For Key, it’s very clear, the path that leads the improvement of McLaren is marked by authenticity in terms of teamwork, commitment, determination, and identity.

"Also, it was being very open with stuff, and the blame cultures, etc. It was not that they were necessarily an issue when we arrived, but definitely, we did not want to have them at all. So people were free to talk and attack issues in a very mature and open way. Target setting, which was definitely missing. We needed to have a blueprint for what we're trying to achieve.”

"And whilst there were the sort of individual targets in certain areas, bringing that together, again, in a whole car sense, was necessary. I think from a cultural perspective, there was definitely some work to do there just to try and reset the way we want to work."

Although the progression and development inside McLaren needed to be full of self-criticism, Key assures looking at the competition in the race to become the best in F1 helped the British team accomplish the target of development and comparison required to compete in the pinnacle of motorsport.

"The process itself was kind of stepping back and looking at what the weaknesses of the car were, and where we needed to improve. So we did a lot of competitor analysis. We tried to understand exactly what we were good at, what we weren't so good at, and why is that the case? Is it methodology? Is it the equipment we've got? Is it our knowledge? These were all really fundamental questions."

"And then we kind of built it up from there and gave ourselves a very clear objective. It was step-by-step, trying to address these weaknesses, hang on to our strengths, and build a much more complete package."

Key admitted the MCL35M wasn’t built overnight. The success the team is now facing on its way back to the top isn’t an out of the blue moment, there has been lots of work since Zak Brown took over the restructuring side in McLaren, in 2019.

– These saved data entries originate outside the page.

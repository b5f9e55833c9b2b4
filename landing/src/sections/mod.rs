// EXPOTEN product page sections
// Every stateful section takes the page state signal as a prop.

mod cct_scale;
mod contacts;
mod export_bar;
mod footer;
mod header;
mod hero;
mod right_blocks;
mod thumbnails;
mod upload_panel;
mod views;

pub use cct_scale::CctScale;
pub use contacts::Contacts;
pub use export_bar::ExportBar;
pub use footer::Footer;
pub use header::Header;
pub use hero::Hero;
pub use right_blocks::RightBlocks;
pub use thumbnails::Thumbnails;
pub use upload_panel::UploadPanel;
pub use views::Views;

"It was step-by-step, trying to address these weaknesses, hang on to our strengths, and build a much more complete package. That's been a process. It's gone from 2019, which had already started before we got there with the 2019 car, and developing that in a way which was conducive to a new step and 2020.”

"Obviously then we had homologation and COVID and other things which kind of interrupted the process a bit, and then to a certain extent the same thing again in 2021. So it was a fairly all-encompassing approach.”

"I think there wasn't one thing that you go and you think: right yes, the gearbox needs to look different or something. It was more a sort of a big picture car approach that everyone needed to kind of grasp and then work together to solve.”

"That's still a work in progress. But it's definitely working quite well now."

The Briton concluded by talking about how McLaren is facing the revival of the historical team in such a preview of the big regulation changes that will come in 2022, and how they are working to make sure the process of improvement stays.

"I think a lap time is made of very different faculties. Sensitivity, sense of gravity, the response of the engineers. Certainly a lot of details. For example, if there's understeer or terrible braking stability, it doesn't matter if it's this year or the next, we're going to be definitely fighting the same sort of battles."

"The questions become far more complex and deeper but the headlines still stand, the philosophy is in the beliefs and it's fairly relevant for me."